Renouer avec le Rwanda, respecter la vérité
En décidant, dès ma prise de fonction, et en accord avec le président de la République, de renouer avec le Rwanda des relations diplomatiques normales, je savais que je m’engageais dans une voie sinueuse mais nécessaire. J’ai fait ce choix, connaissant ce pays, ayant en mémoire notre histoire commune, me souvenant des drames que nous avons traversés.
Je ne sais pas qui a commandité l’attentat du 6 avril 1994 contre l’avion du président Habyarimana. Mais je ne crois pas, comme l’excellent juge Jean-Louis Bruguière, que Paul Kagamé ait sciemment décidé d’allumer l’étincelle qui embraserait son pays. Je ne peux pas cautionner cette vision simpliste et infamante qui fait des Tutsis les responsables de leur propre malheur, pas plus que je ne peux supporter d’entendre certains défendre la thèse d’un double génocide tutsi et hutu. Je sais que les ingrédients du drame étaient réunis depuis longtemps. Et j’ai vu au Rwanda la réalité d’un génocide. J’y étais.
Les soldats de l’opération « Turquoise » se sont trouvés empêtrés dans un drame dont ils ne contrôlaient pas davantage les tenants qu’ils ne mesuraient les aboutissants. Ils méritent comme nous la vérité. La France n’est pas restée sourde aux graves accusations portées contre sa politique rwandaise entre 1990 et 1994. La mission d’information parlementaire présidée par Paul Quilès a rendu des conclusions publiques très claires : malgré des « erreurs d’appréciation » dans notre politique, et notamment une « coopération militaire trop engagée » et une « sous-estimation du caractère autoritaire, ethnique et raciste du régime rwandais », la France et ses soldats n’ont en aucune manière incité, encouragé, aidé ou soutenu ceux qui ont orchestré le génocide et qui l’ont déclenché dans les jours qui ont suivi l’attentat.
Pour avoir côtoyé sur place les forces françaises, je peux en attester : la France a certainement commis des erreurs politiques, mais il serait odieux et inacceptable de penser qu’elle ait pu être coupable de crimes ou de complicité de crimes de génocide. C’est un point sur lequel je ne transigerai pas. Notre rapprochement avec le Rwanda ne se fera pas au détriment de l’honneur de l’armée française ni de la vérité historique.
Car la question aujourd’hui n’est plus là. La normalisation des relations avec le Rwanda est une nécessité.
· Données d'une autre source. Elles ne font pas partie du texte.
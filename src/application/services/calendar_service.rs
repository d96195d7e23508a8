//! Calendar read service applying the date gate.

use std::sync::Arc;

use chrono::NaiveDate;

use crate::domain::gate::{self, GatedView};
use crate::domain::repositories::ScheduleRepository;

/// Service producing the client-visible, date-gated calendar.
///
/// The caller supplies "today"; this service never reads the clock itself.
/// Any failure to load the schedule degrades to a fully locked view rather
/// than an error, so unrevealed content cannot leak through a broken store.
pub struct CalendarService<R: ScheduleRepository> {
    repository: Arc<R>,
    target_month0: u32,
    calendar_days: u32,
}

impl<R: ScheduleRepository> CalendarService<R> {
    /// Creates a calendar service gating on the given 0-indexed month.
    pub fn new(repository: Arc<R>, target_month0: u32, calendar_days: u32) -> Self {
        Self {
            repository,
            target_month0,
            calendar_days,
        }
    }

    /// Returns the gated view of the current schedule as of `today`.
    pub async fn gated_view(&self, today: NaiveDate) -> GatedView {
        let schedule = match self.repository.load().await {
            Ok(Some(schedule)) => schedule,
            Ok(None) => Default::default(),
            Err(e) => {
                tracing::warn!(error = %e, "Failed to load schedule, serving locked calendar");
                Default::default()
            }
        };

        gate::project(&schedule, today, self.target_month0, self.calendar_days)
    }

    /// Probes the schedule store and returns the number of days present,
    /// or `None` when no schedule has been generated yet.
    ///
    /// Unlike [`Self::gated_view`], store errors propagate here; the health
    /// endpoint wants to see them.
    pub async fn schedule_days(&self) -> Result<Option<usize>, crate::error::AppError> {
        Ok(self.repository.load().await?.map(|schedule| schedule.len()))
    }

}
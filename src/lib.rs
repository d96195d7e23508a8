//! # Advent Calendar
//!
//! An advent calendar service for sharing daily media links, built with Axum.
//!
//! ## Architecture
//!
//! This crate follows Clean Architecture principles with clear layer separation:
//!
//! - **Domain Layer** ([`domain`]) - Entities, repository traits, and the two
//!   core algorithms: the fair-distribution allocator and the date gate
//! - **Application Layer** ([`application`]) - Business logic and service orchestration
//! - **Infrastructure Layer** ([`infrastructure`]) - Flat-file storage and SMS delivery
//! - **API Layer** ([`api`]) - REST API handlers, DTOs, and middleware
//!
//! ## Features
//!
//! - Submission intake with validation and flat-file storage
//! - Offline schedule generation balancing links fairly across submitters
//! - Date-gated calendar endpoint that redacts future days
//! - Optional daily SMS notification through an HTTP gateway
//! - Rate limiting and observability
//!
//! ## Quick Start
//!
//! ```bash
//! # Start the service (stores live under ./data by default)
//! cargo run
//!
//! # Collect submissions, then generate the calendar
//! cargo run --bin admin -- generate
//!
//! # Send today's SMS (wire this to cron during the calendar month)
//! cargo run --bin admin -- notify
//! ```
//!
//! ## Configuration
//!
//! Service configuration is loaded from environment variables via
//! [`config::Config`]. See [`config`] module for available options.

pub mod api;
pub mod application;
pub mod domain;
pub mod error;
pub mod infrastructure;
pub mod state;

pub mod config;
pub mod server;

pub mod routes;

pub use error::AppError;
pub use state::AppState;

/// Commonly used types for external consumers.
///
/// Re-exports frequently used types to simplify imports for library users
/// and integration tests.
pub mod prelude {
    pub use crate::application::services::{
        CalendarService, GeneratorService, NotificationService, SubmissionService,
    };
    pub use crate::domain::allocator::{AllocationError, SLOTS_PER_DAY, allocate};
    pub use crate::domain::entities::{DaySlot, NewSubmission, Schedule, Submission};
    pub use crate::domain::gate::{GatedView, REDACTED, project};
    pub use crate::error::AppError;
    pub use crate::state::AppState;
}
//! Rate limiting middleware using token bucket algorithm.

use governor::clock::QuantaInstant;
use governor::middleware::NoOpMiddleware;
use std::sync::Arc;
use tower_governor::{
    GovernorLayer, governor::GovernorConfigBuilder, key_extractor::PeerIpKeyExtractor,
};

/// Creates a rate limiter for public read endpoints.
///
/// # Limits
///
/// - **Rate**: 2 requests per second
/// - **Burst**: 100 requests
///
/// Requests exceeding the limit receive `429 Too Many Requests`.
///
/// # Key Extraction
///
/// Rate limits are applied per client IP address extracted from the
/// socket peer address.
///
/// # Example
///
/// ```rust,ignore
/// let app = Router::new()
///     .route("/calendar", get(calendar_handler))
///     .layer(rate_limit::layer());
/// ```
pub fn layer() -> GovernorLayer<PeerIpKeyExtractor, NoOpMiddleware<QuantaInstant>, axum::body::Body>
{
    let governor_conf = Arc::new(
        GovernorConfigBuilder::default()
            .per_second(2)
            .burst_size(100)
            .finish()
            .unwrap(),
    );

    GovernorLayer::new(governor_conf)
}

/// Creates a stricter rate limiter for write endpoints.
///
/// # Limits
///
/// - **Rate**: 1 request per second
/// - **Burst**: 10 requests
///
/// Used for the submission endpoint, where a participant has no business
/// submitting faster than this.
///
/// # Example
///
/// ```rust,ignore
/// let submit_routes = Router::new()
///     .route("/submissions", post(submit_handler))
///     .layer(rate_limit::secure_layer());
/// ```
pub fn secure_layer()
-> GovernorLayer<PeerIpKeyExtractor, NoOpMiddleware<QuantaInstant>, axum::body::Body> {
    let governor_conf = Arc::new(
        GovernorConfigBuilder::default()
            .per_second(1)
            .burst_size(10)
            .finish()
            .unwrap(),
    );

    GovernorLayer::new(governor_conf)
}
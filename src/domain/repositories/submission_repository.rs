//! Repository trait for submission intake records.

use crate::domain::entities::{NewSubmission, Submission};
use crate::error::AppError;
use async_trait::async_trait;

/// Repository interface for stored submissions.
///
/// Submissions are append-only flat records: created once from validated
/// intake data, read wholesale by the calendar generator, never updated.
///
/// # Implementations
///
/// - [`crate::infrastructure::persistence::FileSubmissionRepository`] - flat JSON file
/// - Test mocks available with `cfg(test)`
#[cfg_attr(test, mockall::automock)]
#[async_trait]
pub trait SubmissionRepository: Send + Sync {
    /// Appends a new submission and returns the stored record.
    ///
    /// # Errors
    ///
    /// Returns [`AppError::Internal`] when the store cannot be read or written.
    async fn append(&self, submission: NewSubmission) -> Result<Submission, AppError>;

    /// Returns all stored submissions in insertion order.
    ///
    /// # Errors
    ///
    /// Returns [`AppError::Internal`] when the store cannot be read.
    async fn list(&self) -> Result<Vec<Submission>, AppError>;

    /// Counts stored submissions.
    ///
    /// # Errors
    ///
    /// Returns [`AppError::Internal`] when the store cannot be read.
    async fn count(&self) -> Result<usize, AppError>;
}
L’absence de relations diplomatiques entre deux Etats est et doit demeurer une exception. Les négociations en cours pour le rétablissement des relations diplomatiques avec le Rwanda n’équivalent aucunement à une caution apportée au régime rwandais, mais à une simple reconnaissance de l’Etat rwandais, conformément au droit international. Nous devons en être conscients : le statu quo est préjudiciable à nos deux pays.
Lancé dans un développement économique et social vigoureux, le Rwanda est aujourd’hui un acteur clé dans la stabilisation de la région des Grands Lacs africains. Il est incontournable à l’est de la République démocratique du Congo. Et il joue un rôle majeur dans la crise du Darfour, où il déploie un important contingent dans le cadre de la force de maintien de la paix de l’Union africaine.
C’est notamment pour avancer sur ces dossiers que nous avons entrepris de renouer le dialogue avec les autorités rwandaises. Le président de la République s’est entretenu à Lisbonne avec son homologue rwandais, promettant de rétablir bientôt un dialogue normal entre nos deux pays. C’est dans cet esprit que j’entends poursuivre mes efforts pour que cesse cette anomalie dans les rapports de confiance que nous entretenons avec tous les pays africains. La France doit continuer d’être écoutée et respectée sur l’ensemble du continent, sans exception.